After performing one or more captures of the first portion of the first real-world object, the first capture target is modified via the display to have a relationship with the first visual characteristic and the second visual characteristic Different third visual features.

30. The method of claim 29, wherein suggesting the first capture target of the plurality of capture targets comprises determining that the first capture target is the capture closest to a crosshair displayed by the display generating device Target.

31. The method of any one of claims 29 to 30, wherein:

Modifying the first capture target to have the first visual characteristic includes changing a color of a portion of the first capture target; and

Modifying the first capture target to have the second visual characteristic includes changing the color of the portion of the first capture target.

32. The method of any of claims 29 to 31, wherein modifying the first capture target to have the third visual characteristic comprises ceasing to display the first capture target.

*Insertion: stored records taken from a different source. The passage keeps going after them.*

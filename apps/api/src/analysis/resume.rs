//! Résumé text extraction from uploaded PDF bytes.

use bytes::Bytes;
use tracing::{debug, warn};

use crate::analysis::non_empty_lines;
use crate::errors::AppError;

const PDF_MAGIC: &[u8] = b"%PDF-";

/// Extracts the résumé's text as trimmed, non-empty lines.
///
/// Returns `Ok(None)` when the PDF is readable but yields no text (scanned images),
/// which the prompt treats the same as no résumé at all.
pub async fn extract_resume_text(pdf: Bytes) -> Result<Option<String>, AppError> {
    if !pdf.starts_with(PDF_MAGIC) {
        return Err(AppError::ResumeRead("the file is not a PDF".to_string()));
    }

    let size = pdf.len();
    // pdf-extract is CPU-bound and panics on some malformed inputs; both stay off the runtime.
    let extracted = tokio::task::spawn_blocking(move || pdf_extract::extract_text_from_mem(&pdf))
        .await
        .map_err(|e| {
            warn!("PDF extraction task failed: {e}");
            AppError::ResumeRead("the PDF could not be parsed".to_string())
        })?
        .map_err(|e| AppError::ResumeRead(e.to_string()))?;

    let text = non_empty_lines(&extracted);
    debug!("Extracted {} chars of résumé text from {size} byte PDF", text.len());

    Ok((!text.is_empty()).then_some(text))
}
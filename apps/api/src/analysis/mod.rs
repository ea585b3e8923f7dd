// Job posting × résumé analysis.
// Fetches the posting, extracts résumé text, and streams the model's Markdown back.
// All LLM calls go through llm_client, never a provider directly.

pub mod handlers;
pub mod job_posting;
pub mod prompts;
pub mod resume;

/// Trims every line and drops the blank ones.
pub fn non_empty_lines(text: &str) -> String {
    text.lines()
        .map(str::trim)
        .filter(|line| !line.is_empty())
        .collect::<Vec<_>>()
        .join("\n")
}
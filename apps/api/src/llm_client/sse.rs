//! Incremental server-sent-events decoder.
//!
//! Bytes arrive in arbitrary chunks; events are only emitted once their
//! terminating blank line has been seen, so an event (or a multi-byte
//! character inside one) split across chunks is reassembled before parsing.

/// One decoded SSE event.
#[derive(Debug, Clone, PartialEq, Eq)]
pub struct SseEvent {
    pub event: Option<String>,
    pub data: String,
}

#[derive(Debug, Default)]
pub struct SseDecoder {
    buffer: Vec<u8>,
}

impl SseDecoder {
    /// Feeds a chunk and returns every event completed by it.
    pub fn push(&mut self, chunk: &[u8]) -> Vec<SseEvent> {
        self.buffer.extend_from_slice(chunk);

        let mut events = Vec::new();
        while let Some((end, delimiter_len)) = find_event_boundary(&self.buffer) {
            let raw = String::from_utf8_lossy(&self.buffer[..end]).into_owned();
            self.buffer.drain(..end + delimiter_len);
            if let Some(event) = parse_event(&raw) {
                events.push(event);
            }
        }
        events
    }

    /// Bytes received but not yet terminated by a blank line.
    pub fn pending(&self) -> usize {
        self.buffer.len()
    }
}

/// Position and length of the first blank-line delimiter (`\n\n` or `\r\n\r\n`).
fn find_event_boundary(buf: &[u8]) -> Option<(usize, usize)> {
    (0..buf.len()).find_map(|i| {
        if buf[i..].starts_with(b"\n\n") {
            Some((i, 2))
        } else if buf[i..].starts_with(b"\r\n\r\n") {
            Some((i, 4))
        } else {
            None
        }
    })
}

fn parse_event(raw: &str) -> Option<SseEvent> {
    let mut event = None;
    let mut data_lines: Vec<&str> = Vec::new();

    for line in raw.lines() {
        if line.is_empty() || line.starts_with(':') {
            continue;
        }
        let (field, value) = match line.split_once(':') {
            Some((field, value)) => (field, value.strip_prefix(' ').unwrap_or(value)),
            None => (line, ""),
        };
        match field {
            "event" => event = Some(value.to_string()),
            "data" => data_lines.push(value),
            _ => {}
        }
    }

    if event.is_none() && data_lines.is_empty() {
        return None;
    }

    Some(SseEvent {
        event,
        data: data_lines.join("\n"),
    })
}
use std::sync::Arc;

use aws_sdk_s3::Client as S3Client;

use crate::analysis::job_posting::JobPostingFetcher;
use crate::config::Config;
use crate::llm_client::TextGenerator;

/// Shared application state injected into all route handlers via Axum extractors.
#[derive(Clone)]
pub struct AppState {
    /// Pluggable text generator. Production: `LlmClient`.
    pub generator: Arc<dyn TextGenerator>,
    pub job_fetcher: JobPostingFetcher,
    pub s3: S3Client,
    pub config: Config,
}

33. An electronic device comprising:

one or more processors;

memory; and

receiving a request to capture a first real-world object while using a display to display a representation of a real-world environment, the representation of the real-world environment including a representation of the first real-world object;

In response to receiving the request to capture the first real-world object, determining a bounding volume surrounding the representation of the first real-world object; and

34. A non-transitory computer-readable storage medium storing one or more programs comprising instructions that, when executed by one or more processors of an electronic device, cause the Electronic equipment:

35. An electronic device comprising:

one or more processors;

memory;

means for receiving a request to capture a first real-world object when displaying a representation of a real-world environment using a display, the representation of the real-world environment including a representation of the first real-world object;

means for determining a bounding volume surrounding the representation of the first real-world object in response to receiving the request to capture the first real-world object; and

Apparatus for displaying a plurality of capture targets on a surface of the enclosure using the display, wherein one or more visual features of each of the capture targets are indicative of a capture target for capturing the first real world The device location of the respective portion of the object associated with the respective capture target.

36. An information processing apparatus for use in electronic equipment, the information processing apparatus comprising:

37. An electronic device comprising:

one or more processors;

memory; and

one or more programs, wherein the one or more programs are stored in the memory and configured to be executed by the one or more processors, the one or more programs comprising a program for executing the program according to claim 23 to any of the methods described in 32.

38. A non-transitory computer-readable storage medium storing one or more programs comprising instructions that, when executed by one or more processors of an electronic device, cause the The electronic device performs any one of the methods according to claims 23 to 32.

39. An electronic device comprising:

one or more processors;

memory; and

Apparatus for performing any of the methods of claims 23 to 32.

40. An information processing apparatus for use in electronic equipment, the information processing apparatus comprising:

Apparatus for performing any of the methods of claims 23 to 32.